(Collected data entries)
========
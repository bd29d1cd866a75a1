use std::str::FromStr;

use strum::{AsRefStr, Display, EnumString};

/// Pages reachable from the contact page call-to-action buttons.
#[derive(EnumString, Display, Clone, Copy, Debug, PartialEq, Eq)]
#[strum(serialize_all = "kebab-case")]
pub enum Destination {
    Chatbot,
    SoilAnalysis,
}

impl Destination {
    /// Looks a destination up by its kebab-case name.
    pub fn find(name: &str) -> bindisa_shared::Result<Self> {
        Self::from_str(name).map_err(|_| bindisa_shared::Error::NotFound)
    }

    pub fn path(&self) -> &'static str {
        match self {
            Destination::Chatbot => "/chatbot",
            Destination::SoilAnalysis => "/soil-analysis",
        }
    }
}

/// What activating a link does: move inside the site or hand a URI
/// (`tel:`, `mailto:`, map) to the browser.
#[derive(Clone, Debug, PartialEq, Eq)]
pub enum Action {
    Navigate(Destination),
    Open(String),
}

impl Action {
    pub fn call(phone: &str) -> Self {
        let number: String = phone.chars().filter(|c| !c.is_whitespace()).collect();
        Self::Open(format!("tel:{number}"))
    }

    pub fn mail(email: &str) -> Self {
        Self::Open(format!("mailto:{}", email.trim()))
    }

    pub fn href(&self) -> String {
        match self {
            Action::Navigate(destination) => format!("/contact/go/{destination}"),
            Action::Open(uri) => uri.to_owned(),
        }
    }

    /// Web URIs open in a new tab, dialer and mail handlers do not.
    pub fn opens_new_tab(&self) -> bool {
        matches!(
            self,
            Action::Open(uri) if uri.starts_with("http://") || uri.starts_with("https://")
        )
    }
}

/// Either a translation key or text shown verbatim.
#[derive(Clone, Debug, PartialEq, Eq)]
pub enum Text {
    Key(&'static str),
    Plain(String),
}

#[derive(Clone, Copy, Debug, PartialEq, Eq, AsRefStr)]
#[strum(serialize_all = "snake_case")]
pub enum ChannelKind {
    Phone,
    Email,
    Office,
}

impl ChannelKind {
    pub fn label_key(&self) -> &'static str {
        match self {
            ChannelKind::Phone => "contact.channel-phone",
            ChannelKind::Email => "contact.channel-email",
            ChannelKind::Office => "contact.channel-office",
        }
    }
}

#[derive(Clone, Debug, PartialEq, Eq)]
pub struct ContactChannel {
    pub kind: ChannelKind,
    pub value: String,
    pub description: Text,
    pub action: Action,
}

#[derive(Clone, Debug, PartialEq, Eq)]
pub struct CallToAction {
    pub label_key: &'static str,
    pub action: Action,
}

#[derive(Clone, Debug, PartialEq, Eq)]
pub struct Hero {
    pub title_key: &'static str,
    pub subtitle_key: &'static str,
    pub description_key: &'static str,
    pub primary: CallToAction,
    pub secondary: CallToAction,
}

#[derive(Clone, Debug, PartialEq, Eq)]
pub struct BusinessHours {
    pub days_key: &'static str,
    pub hours: String,
}

#[derive(Clone, Debug, PartialEq, Eq)]
pub struct OfficeInfo {
    pub address_key: &'static str,
    pub cin: String,
    pub hours: Vec<BusinessHours>,
    pub languages: Vec<String>,
    pub map_embed_url: String,
    pub map_title: String,
}

#[derive(Clone, Debug, PartialEq, Eq)]
pub struct FaqEntry {
    pub question_key: &'static str,
    pub answer_key: &'static str,
}
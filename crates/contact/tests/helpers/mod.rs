use std::time::Duration;

use bindisa_contact::{ContactPage, Field, ManualScheduler};

pub const SUBMIT_DELAY: Duration = Duration::from_millis(1500);

pub fn setup_page() -> (ContactPage<ManualScheduler>, ManualScheduler) {
    let clock = ManualScheduler::new();
    let page = ContactPage::new(clock.clone());

    (page, clock)
}

#[allow(dead_code)]
pub fn fill_form(page: &ContactPage<ManualScheduler>) {
    fill_form_with(
        page,
        [
            (Field::Name, "Asha"),
            (Field::Phone, "9999999999"),
            (Field::Email, "a@b.com"),
            (Field::Subject, "Soil test"),
            (Field::Message, "Need help"),
        ],
    );
}

#[allow(dead_code)]
pub fn fill_form_with<'a>(
    page: &ContactPage<ManualScheduler>,
    values: impl IntoIterator<Item = (Field, &'a str)>,
) {
    for (field, value) in values.into_iter() {
        assert!(page.update_field(field, value).is_applied());
    }
}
========
Work to complete:
The answer must be a word-for-word reproduction of every record above.

Output of the exercise:
repository bd29d1cd866a75a1
use std::str::FromStr;

use strum::{AsRefStr, Display, EnumString};

/// Pages reachable from the contact page call-to-action buttons.
#[derive(EnumString, Display, Clone, Copy, Debug, PartialEq, Eq)]
#[strum(serialize_all = "kebab-case")]
pub enum Destination {
    Chatbot,
    SoilAnalysis,
}

impl Destination {
    /// Looks a destination up by its kebab-case name.
    pub fn find(name: &str) -> bindisa_shared::Result<Self> {
        Self::from_str(name).map_err(|_| bindisa_shared::Error::NotFound)
    }

    pub fn path(&self) -> &'static str {
        match self {
            Destination::Chatbot => "/chatbot",
            Destination::SoilAnalysis => "/soil-analysis",
        }
    }
}

/// What activating a link does: move inside the site or hand a URI
/// (`tel:`, `mailto:`, map) to the browser.
#[derive(Clone, Debug, PartialEq, Eq)]
pub enum Action {
    Navigate(Destination),
    Open(String),
}

impl Action {
    pub fn call(phone: &str) -> Self {
        let number: String = phone.chars().filter(|c| !c.is_whitespace()).collect();
        Self::Open(format!("tel:{number}"))
    }

    pub fn mail(email: &str) -> Self {
        Self::Open(format!("mailto:{}", email.trim()))
    }

    pub fn href(&self) -> String {
        match self {
            Action::Navigate(destination) => format!("/contact/go/{destination}"),
            Action::Open(uri) => uri.to_owned(),
        }
    }

    /// Web URIs open in a new tab, dialer and mail handlers do not.
    pub fn opens_new_tab(&self) -> bool {
        matches!(
            self,
            Action::Open(uri) if uri.starts_with("http://") || uri.starts_with("https://")
        )
    }
}

/// Either a translation key or text shown verbatim.
#[derive(Clone, Debug, PartialEq, Eq)]
pub enum Text {
    Key(&'static str),
    Plain(String),
}

#[derive(Clone, Copy, Debug, PartialEq, Eq, AsRefStr)]
#[strum(serialize_all = "snake_case")]
pub enum ChannelKind {
    Phone,
    Email,
    Office,
}

impl ChannelKind {
    pub fn label_key(&self) -> &'static str {
        match self {
            ChannelKind::Phone => "contact.channel-phone",
            ChannelKind::Email => "contact.channel-email",
            ChannelKind::Office => "contact.channel-office",
        }
    }
}

#[derive(Clone, Debug, PartialEq, Eq)]
pub struct ContactChannel {
    pub kind: ChannelKind,
    pub value: String,
    pub description: Text,
    pub action: Action,
}

#[derive(Clone, Debug, PartialEq, Eq)]
pub struct CallToAction {
    pub label_key: &'static str,
    pub action: Action,
}

#[derive(Clone, Debug, PartialEq, Eq)]
pub struct Hero {
    pub title_key: &'static str,
    pub subtitle_key: &'static str,
    pub description_key: &'static str,
    pub primary: CallToAction,
    pub secondary: CallToAction,
}

#[derive(Clone, Debug, PartialEq, Eq)]
pub struct BusinessHours {
    pub days_key: &'static str,
    pub hours: String,
}

#[derive(Clone, Debug, PartialEq, Eq)]
pub struct OfficeInfo {
    pub address_key: &'static str,
    pub cin: String,
    pub hours: Vec<BusinessHours>,
    pub languages: Vec<String>,
    pub map_embed_url: String,
    pub map_title: String,
}

#[derive(Clone, Debug, PartialEq, Eq)]
pub struct FaqEntry {
    pub question_key: &'static str,
    pub answer_key: &'static str,
}
filename crates/contact/tests/helpers/mod.rs
use std::time::Duration;

use bindisa_contact::{ContactPage, Field, ManualScheduler};

pub const SUBMIT_DELAY: Duration = Duration::from_millis(1500);

pub fn setup_page() -> (ContactPage<ManualScheduler>, ManualScheduler) {
    let clock = ManualScheduler::new();
    let page = ContactPage::new(clock.clone());

    (page, clock)
}

#[allow(dead_code)]
pub fn fill_form(page: &ContactPage<ManualScheduler>) {
    fill_form_with(
        page,
        [
            (Field::Name, "Asha"),
            (Field::Phone, "9999999999"),
            (Field::Email, "a@b.com"),
            (Field::Subject, "Soil test"),
            (Field::Message, "Need help"),
        ],
    );
}

#[allow(dead_code)]
pub fn fill_form_with<'a>(
    page: &ContactPage<ManualScheduler>,
    values: impl IntoIterator<Item = (Field, &'a str)>,
) {
    for (field, value) in values.into_iter() {
        assert!(page.update_field(field, value).is_applied());
    }
}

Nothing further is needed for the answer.